Metabolite Measurements
Non-fasting blood samples were processed within 2 hours of collection. Full blood count data including mean corpuscular volume (MCV) were determined on fresh EDTA blood samples using a Sysmex F-800 Microcell counter. Serum and red cell hemolysates in 1% ascorbic acid were stored at -40°C until analyzed for total folate by microbiological assay (Molloy and Scott, 1997). Plasma total homocysteine (tHcy) was determined by immunofluorescence using an Abbott IMX instrument (Leino, 1999).
Statistical Analyses
Genotype frequencies of rs3832406: were compared between each sample group i.e., mother, father or cases versus control by a χ2 test. An effect of each genotype was compared to the combined frequency of the other genotypes for each comparison (data not shown). Associations with an NTD were tested in cases/controls and separately in mothers/controls by logistic regression with a continuous term indicating the number of alleles of a given type.
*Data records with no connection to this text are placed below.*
use std::path::PathBuf;

use clap::{Parser, ValueEnum};

use crate::analysis::SwingMode;

/// Sampling interval of the analyzed series. Weekly applies an upstream
/// resampling pass before detection; it never changes the detector itself.
#[derive(Debug, Clone, Copy, PartialEq, Eq, ValueEnum)]
pub enum Timeframe {
    Daily,
    Weekly,
}

impl Timeframe {
    pub fn as_str(&self) -> &'static str {
        match self {
            Timeframe::Daily => "daily",
            Timeframe::Weekly => "weekly",
        }
    }
}

/// Command-line configuration for the swing and cycle projection tool.
#[derive(Debug, Clone, Parser)]
#[command(author, version, about, long_about = None)]
pub struct AppConfig {
    /// Input CSV file path containing Date/Open/High/Low/Close columns.
    #[arg(short = 'i', long = "input", value_name = "FILE")]
    pub input_path: String,

    /// Minimum fractional retracement confirming a reversal (0.05 = 5%).
    #[arg(long, default_value_t = 0.05)]
    pub threshold: f64,

    /// Bar interval to analyze.
    #[arg(long, value_enum, default_value = "daily")]
    pub timeframe: Timeframe,

    /// Price source for swing detection.
    #[arg(long, value_enum, default_value = "high-low")]
    pub swing_mode: SwingMode,

    /// First level of the cycle ladder.
    #[arg(long, default_value_t = 1.0)]
    pub cycle_start: f64,

    /// Growth increment applied in the square-root domain between levels.
    #[arg(long, default_value_t = 0.25)]
    pub cycle_step: f64,

    /// Ceiling up to which cycle levels are generated.
    #[arg(long, default_value_t = 50_000.0)]
    pub cycle_max_price: f64,

    /// Optional path to export the annotated swing table as CSV.
    #[arg(long, value_name = "FILE")]
    pub export: Option<PathBuf>,
}
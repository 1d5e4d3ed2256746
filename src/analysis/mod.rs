pub mod cycle;
pub mod swings;

pub use cycle::{cached_table, cycle_label, CycleLevelTable};
pub use swings::{detect_swings, SwingMode};

use thiserror::Error;

/// Failures surfaced by the analysis core.
#[derive(Debug, Clone, PartialEq, Error)]
pub enum AnalysisError {
    /// A caller-supplied parameter is out of range.
    #[error("invalid argument: {0}")]
    InvalidArgument(String),

    /// Dirty data reached the detector despite upstream cleaning.
    #[error("invalid input: {0}")]
    InvalidInput(String),
}
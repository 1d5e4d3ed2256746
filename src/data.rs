use chrono::NaiveDate;
use serde::Serialize;

/// Single OHLC bar sampled at a daily or weekly interval.
#[derive(Debug, Clone, PartialEq, Serialize)]
pub struct Bar {
    pub date: NaiveDate,
    pub open: f64,
    pub high: f64,
    pub low: f64,
    pub close: f64,
}

#[derive(Debug, Clone, Copy, PartialEq, Eq, Serialize)]
pub enum SwingKind {
    Top,
    Low,
}

impl SwingKind {
    pub fn as_str(&self) -> &'static str {
        match self {
            SwingKind::Top => "Top",
            SwingKind::Low => "Low",
        }
    }
}

/// Confirmed local price extremum surviving a minimum percentage reversal.
#[derive(Debug, Clone, PartialEq, Serialize)]
pub struct SwingPoint {
    pub date: NaiveDate,
    pub price: f64,
    pub kind: SwingKind,
}

/// A price's position on the cycle ladder: whole turns completed plus the
/// angle travelled into the current turn, always in `[0, 360)`.
#[derive(Debug, Clone, Copy, PartialEq, Serialize)]
pub struct CycleAnnotation {
    pub cycle_index: u32,
    pub angle_degrees: f64,
}

/// Swing point paired with its cycle-ladder coordinates, ready for the
/// report table or CSV export.
#[derive(Debug, Clone, Serialize)]
pub struct AnnotatedSwing {
    pub swing: SwingPoint,
    pub fraction: f64,
    pub label: String,
}
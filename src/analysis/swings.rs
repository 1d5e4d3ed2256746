use clap::ValueEnum;

use crate::analysis::AnalysisError;
use crate::data::{Bar, SwingKind, SwingPoint};

/// Which prices feed the swing state machine.
#[derive(Debug, Clone, Copy, PartialEq, Eq, ValueEnum)]
pub enum SwingMode {
    /// Bar highs while seeking a top, bar lows while seeking a low.
    HighLow,
    /// Closing prices regardless of direction.
    Close,
}

#[derive(Debug, Clone, Copy, PartialEq, Eq)]
enum Trend {
    SeekingTop,
    SeekingLow,
}

impl SwingMode {
    /// Price that can extend the running extreme.
    fn candidate(self, bar: &Bar, trend: Trend) -> f64 {
        match self {
            SwingMode::Close => bar.close,
            SwingMode::HighLow => match trend {
                Trend::SeekingTop => bar.high,
                Trend::SeekingLow => bar.low,
            },
        }
    }

    /// Price checked against the retracement threshold; also seeds the next
    /// leg's extreme once a reversal is confirmed.
    fn reversal_side(self, bar: &Bar, trend: Trend) -> f64 {
        match self {
            SwingMode::Close => bar.close,
            SwingMode::HighLow => match trend {
                Trend::SeekingTop => bar.low,
                Trend::SeekingLow => bar.high,
            },
        }
    }
}

/// Detect alternating swing tops and lows with a single-pass zig-zag scan.
///
/// A running extreme is extended while price keeps pushing in the current
/// direction and confirmed as a swing point once the reversal-side price
/// retraces by more than `threshold` (fractional, e.g. 0.05 for 5%). The
/// scan always starts out seeking a low from bar 0. A trailing extreme that
/// never sees a confirming reversal is dropped, so series that only trend
/// produce no swings at all.
pub fn detect_swings(
    bars: &[Bar],
    threshold: f64,
    mode: SwingMode,
) -> Result<Vec<SwingPoint>, AnalysisError> {
    if !threshold.is_finite() || threshold <= 0.0 {
        return Err(AnalysisError::InvalidArgument(format!(
            "reversal threshold must be positive and finite, got {threshold}"
        )));
    }
    for (idx, bar) in bars.iter().enumerate() {
        if [bar.open, bar.high, bar.low, bar.close]
            .iter()
            .any(|price| !price.is_finite() || *price <= 0.0)
        {
            return Err(AnalysisError::InvalidInput(format!(
                "non-finite or non-positive price at bar {idx} ({})",
                bar.date
            )));
        }
    }
    if bars.len() < 2 {
        return Ok(Vec::new());
    }

    let mut swings = Vec::new();
    let mut trend = Trend::SeekingLow;
    let mut extreme_price = match mode {
        SwingMode::HighLow => bars[0].low,
        SwingMode::Close => bars[0].close,
    };
    let mut extreme_index = 0usize;

    for (k, bar) in bars.iter().enumerate().skip(1) {
        let candidate = mode.candidate(bar, trend);
        match trend {
            Trend::SeekingTop => {
                if candidate > extreme_price {
                    extreme_price = candidate;
                    extreme_index = k;
                } else {
                    let reversal = mode.reversal_side(bar, trend);
                    if reversal < extreme_price * (1.0 - threshold) {
                        swings.push(SwingPoint {
                            date: bars[extreme_index].date,
                            price: extreme_price,
                            kind: SwingKind::Top,
                        });
                        trend = Trend::SeekingLow;
                        extreme_price = reversal;
                        extreme_index = k;
                    }
                }
            }
            Trend::SeekingLow => {
                if candidate < extreme_price {
                    extreme_price = candidate;
                    extreme_index = k;
                } else {
                    let reversal = mode.reversal_side(bar, trend);
                    if reversal > extreme_price * (1.0 + threshold) {
                        swings.push(SwingPoint {
                            date: bars[extreme_index].date,
                            price: extreme_price,
                            kind: SwingKind::Low,
                        });
                        trend = Trend::SeekingTop;
                        extreme_price = reversal;
                        extreme_index = k;
                    }
                }
            }
        }
    }

    Ok(swings)
}
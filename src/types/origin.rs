//! Origin types: who contributed a fact, and how much to trust it.

use serde::{Deserialize, Serialize};
use std::fmt;
use uuid::Uuid;

/// Default trust for origins created on behalf of a user.
pub const DEFAULT_USER_TRUST: f32 = 0.8;

/// Kind of contributor behind an origin.
#[derive(Debug, Clone, Copy, PartialEq, Eq, Hash, Serialize, Deserialize)]
pub enum OriginType {
    /// A human user.
    User,
    /// An automated tool or feed.
    Tool,
}

impl fmt::Display for OriginType {
    fn fmt(&self, f: &mut fmt::Formatter<'_>) -> fmt::Result {
        match self {
            Self::User => write!(f, "user"),
            Self::Tool => write!(f, "tool"),
        }
    }
}

/// Identity of the contributor of a fact.
///
/// Carries the organization used to resolve a default organization for new
/// facts when none is requested, and a trust score in `[0, 1]`.
#[derive(Debug, Clone, Serialize, Deserialize)]
pub struct OriginRecord {
    /// Unique origin identifier. For user origins this equals the user id.
    pub id: Uuid,
    /// Display name.
    pub name: String,
    /// Organization this origin belongs to.
    pub organization_id: Uuid,
    /// Trust score [0, 1].
    pub trust: f32,
    /// Kind of contributor.
    pub origin_type: OriginType,
}

impl OriginRecord {
    /// Create a new origin record.
    pub fn new(
        id: Uuid,
        name: impl Into<String>,
        organization_id: Uuid,
        trust: f32,
        origin_type: OriginType,
    ) -> Self {
        Self {
            id,
            name: name.into(),
            organization_id,
            trust: trust.clamp(0.0, 1.0),
            origin_type,
        }
    }

    /// Create an origin for a user, with the default user trust.
    ///
    /// Used when a subject contributes a fact without naming an origin: the
    /// subject's own identity becomes the origin.
    pub fn for_user(user_id: Uuid, name: impl Into<String>, organization_id: Uuid) -> Self {
        Self::new(user_id, name, organization_id, DEFAULT_USER_TRUST, OriginType::User)
    }
}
The transmission of alleles from parents to affected NTD cases was assessed by Transmission Disequilibrium Test using SAS PROC GENMOD. Case and maternal effects were also assessed by a two degree of freedom log-linear model using SAS PROC GENMOD (Weinberg et al., 1998; Wilcox et al., 1998).
Q RT-PCR relative ratios (as described above) were tested for statistical significance by a Mann Whitney U test using SPSS 15.0 for Windows by stratifying the fold change by genotype. P-values below 0.05 were considered significant for all analyses.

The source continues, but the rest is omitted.